(Beginning of Given entries)
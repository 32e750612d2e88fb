//! Declared table shapes and their DDL.

use crate::error::{Result, StoreError};
use polars::prelude::{DataFrame, DataType};

/// Column types understood by the store.
#[derive(Debug, Clone, Copy, PartialEq, Eq)]
pub enum SqlType {
    /// 64-bit integer
    Integer,
    /// Double precision float
    Real,
    /// Free text
    Text,
    /// Calendar date, stored as `YYYY-MM-DD`
    Date,
    /// Time of day, stored as `HH:MM:SS`
    Time,
    /// Boolean, stored as 0/1 in an INTEGER column
    Boolean,
}

impl SqlType {
    /// Type name used in DDL.
    pub const fn as_sql(&self) -> &'static str {
        match self {
            Self::Integer => "INTEGER",
            Self::Real => "REAL",
            Self::Text => "TEXT",
            Self::Date => "DATE",
            Self::Time => "TIME",
            Self::Boolean => "INTEGER",
        }
    }

    /// Store type for a frame column type, if there is one.
    pub fn from_dtype(dtype: &DataType) -> Option<Self> {
        match dtype {
            DataType::Boolean => Some(Self::Boolean),
            DataType::String => Some(Self::Text),
            DataType::Date => Some(Self::Date),
            dt if dt.is_integer() => Some(Self::Integer),
            dt if dt.is_float() => Some(Self::Real),
            _ => None,
        }
    }
}

/// One column of a table.
#[derive(Debug, Clone, PartialEq, Eq)]
pub struct ColumnDef {
    /// Column name
    pub name: String,
    /// Column type
    pub sql_type: SqlType,
    /// Whether the column is the primary key
    pub primary_key: bool,
}

impl ColumnDef {
    /// A plain column.
    pub fn new(name: impl Into<String>, sql_type: SqlType) -> Self {
        Self {
            name: name.into(),
            sql_type,
            primary_key: false,
        }
    }

    /// Mark the column as primary key.
    pub const fn primary_key(mut self) -> Self {
        self.primary_key = true;
        self
    }

    fn to_sql(&self) -> String {
        let mut sql = format!("{} {}", quote_ident(&self.name), self.sql_type.as_sql());
        if self.primary_key {
            sql.push_str(" PRIMARY KEY");
        }
        sql
    }
}

/// Shape of a persisted table.
#[derive(Debug, Clone, PartialEq, Eq)]
pub struct TableSchema {
    /// Table name
    pub name: String,
    /// Columns in order
    pub columns: Vec<ColumnDef>,
}

impl TableSchema {
    /// Create a table schema.
    pub fn new(name: impl Into<String>, columns: Vec<ColumnDef>) -> Self {
        Self {
            name: name.into(),
            columns,
        }
    }

    /// Schema mirroring a frame's columns, without keys.
    pub fn from_frame(name: impl Into<String>, df: &DataFrame) -> Result<Self> {
        let columns = df
            .get_columns()
            .iter()
            .map(|column| {
                SqlType::from_dtype(column.dtype())
                    .map(|ty| ColumnDef::new(column.name().as_str(), ty))
                    .ok_or_else(|| StoreError::UnsupportedType {
                        column: column.name().to_string(),
                        dtype: column.dtype().to_string(),
                    })
            })
            .collect::<Result<Vec<_>>>()?;

        Ok(Self::new(name, columns))
    }

    fn column_list(&self) -> String {
        self.columns
            .iter()
            .map(ColumnDef::to_sql)
            .collect::<Vec<_>>()
            .join(", ")
    }

    /// `CREATE TABLE` statement.
    pub fn create_sql(&self) -> String {
        format!("CREATE TABLE {} ({})", quote_ident(&self.name), self.column_list())
    }

    /// `CREATE TABLE IF NOT EXISTS` statement.
    pub fn create_if_not_exists_sql(&self) -> String {
        format!(
            "CREATE TABLE IF NOT EXISTS {} ({})",
            quote_ident(&self.name),
            self.column_list()
        )
    }

    /// Parameterized `INSERT` statement covering every column.
    pub fn insert_sql(&self) -> String {
        let names = self
            .columns
            .iter()
            .map(|c| quote_ident(&c.name))
            .collect::<Vec<_>>()
            .join(", ");
        let placeholders = (1..=self.columns.len())
            .map(|i| format!("?{i}"))
            .collect::<Vec<_>>()
            .join(", ");
        format!(
            "INSERT INTO {} ({}) VALUES ({})",
            quote_ident(&self.name),
            names,
            placeholders
        )
    }
}

/// Quote an SQL identifier.
pub fn quote_ident(name: &str) -> String {
    format!("\"{}\"", name.replace('"', "\"\""))
}

/// Persisted employee table.
pub fn employees() -> TableSchema {
    TableSchema::new(
        "employees",
        vec![
            ColumnDef::new("employee_id", SqlType::Integer).primary_key(),
            ColumnDef::new("branch_id", SqlType::Integer),
            ColumnDef::new("salary", SqlType::Integer),
            ColumnDef::new("join_date", SqlType::Date),
            ColumnDef::new("resign_date", SqlType::Date),
        ],
    )
}

/// Persisted timesheet table.
pub fn timesheets() -> TableSchema {
    TableSchema::new(
        "timesheets",
        vec![
            ColumnDef::new("timesheet_id", SqlType::Integer).primary_key(),
            ColumnDef::new("employee_id", SqlType::Integer),
            ColumnDef::new("date", SqlType::Date),
            ColumnDef::new("checkin", SqlType::Time),
            ColumnDef::new("checkout", SqlType::Time),
        ],
    )
}

/// Persisted branch payroll table.
pub fn branch_salary() -> TableSchema {
    TableSchema::new(
        "branch_salary",
        vec![
            ColumnDef::new("branch_id", SqlType::Integer),
            ColumnDef::new("year", SqlType::Integer),
            ColumnDef::new("month", SqlType::Integer),
            ColumnDef::new("salary_per_hour", SqlType::Real),
        ],
    )
}

/// All declared tables.
pub fn declared() -> Vec<TableSchema> {
    vec![employees(), timesheets(), branch_salary()]
}
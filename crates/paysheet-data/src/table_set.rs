//! Named collection of in-memory tables passed between pipeline stages.

use crate::error::{DataError, Result};
use polars::prelude::DataFrame;
use std::collections::BTreeMap;

/// Logical table names used across the pipeline.
pub mod tables {
    /// Employee records as read from the source
    pub const EMPLOYEES_RAW: &str = "employees_raw";
    /// Timesheet events as read from the source
    pub const TIMESHEETS_RAW: &str = "timesheets_raw";
    /// Hours per (year, month, employee)
    pub const TIMESHEETS: &str = "timesheets";
    /// Salary per hour per (year, month, branch)
    pub const BRANCH_SALARY: &str = "branch_salary";
}

/// A set of named tables.
///
/// Stages never mutate a set they were given; they build and return a new
/// one, so each stage can be exercised on its own.
#[derive(Debug, Clone, Default)]
pub struct TableSet {
    tables: BTreeMap<String, DataFrame>,
}

impl TableSet {
    /// Create an empty table set.
    pub const fn new() -> Self {
        Self {
            tables: BTreeMap::new(),
        }
    }

    /// Return a set that also holds `df` under `name`, replacing any table
    /// already stored under that name.
    pub fn with_table(mut self, name: impl Into<String>, df: DataFrame) -> Self {
        self.tables.insert(name.into(), df);
        self
    }

    /// Get a table by name.
    pub fn get(&self, name: &str) -> Result<&DataFrame> {
        self.tables
            .get(name)
            .ok_or_else(|| DataError::MissingTable(name.to_string()))
    }

    /// Whether a table is present.
    pub fn contains(&self, name: &str) -> bool {
        self.tables.contains_key(name)
    }

    /// Table names in order.
    pub fn names(&self) -> impl Iterator<Item = &str> {
        self.tables.keys().map(String::as_str)
    }

    /// Number of tables held.
    pub fn len(&self) -> usize {
        self.tables.len()
    }

    /// Whether the set is empty.
    pub fn is_empty(&self) -> bool {
        self.tables.is_empty()
    }
}

impl FromIterator<(String, DataFrame)> for TableSet {
    fn from_iter<I: IntoIterator<Item = (String, DataFrame)>>(iter: I) -> Self {
        Self {
            tables: iter.into_iter().collect(),
        }
    }
}

#[cfg(test)]
mod tests {
    use super::*;
    use polars::prelude::*;

    fn frame(values: &[i64]) -> DataFrame {
        DataFrame::new(vec![Series::new("id".into(), values).into()]).unwrap()
    }

    #[test]
    fn test_with_table_returns_new_set() {
        let empty = TableSet::new();
        let one = empty.clone().with_table(tables::EMPLOYEES_RAW, frame(&[1, 2]));

        assert!(empty.is_empty());
        assert_eq!(one.len(), 1);
        assert_eq!(one.get(tables::EMPLOYEES_RAW).unwrap().height(), 2);
    }

    #[test]
    fn test_missing_table() {
        let set = TableSet::new();
        let err = set.get(tables::BRANCH_SALARY).unwrap_err();
        assert!(matches!(err, DataError::MissingTable(ref name) if name == "branch_salary"));
    }

    #[test]
    fn test_replace_and_names() {
        let set = TableSet::new()
            .with_table(tables::TIMESHEETS_RAW, frame(&[1]))
            .with_table(tables::EMPLOYEES_RAW, frame(&[1]))
            .with_table(tables::TIMESHEETS_RAW, frame(&[1, 2, 3]));

        assert_eq!(set.len(), 2);
        assert!(set.contains(tables::TIMESHEETS_RAW));
        assert_eq!(set.get(tables::TIMESHEETS_RAW).unwrap().height(), 3);
        let names: Vec<_> = set.names().collect();
        assert_eq!(names, vec!["employees_raw", "timesheets_raw"]);
    }
}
(End of Given entries)
▶ [Instructions to follow]: Output the lines above between the one holding "self.tables.insert(name.into(), df);" and the one holding "pub fn is_empty(&self)", inclusive, with nothing before or after them.

▶ [The answer]:
        self.tables.insert(name.into(), df);
        self
    }

    /// Get a table by name.
    pub fn get(&self, name: &str) -> Result<&DataFrame> {
        self.tables
            .get(name)
            .ok_or_else(|| DataError::MissingTable(name.to_string()))
    }

    /// Whether a table is present.
    pub fn contains(&self, name: &str) -> bool {
        self.tables.contains_key(name)
    }

    /// Table names in order.
    pub fn names(&self) -> impl Iterator<Item = &str> {
        self.tables.keys().map(String::as_str)
    }

    /// Number of tables held.
    pub fn len(&self) -> usize {
        self.tables.len()
    }

    /// Whether the set is empty.
    pub fn is_empty(&self) -> bool {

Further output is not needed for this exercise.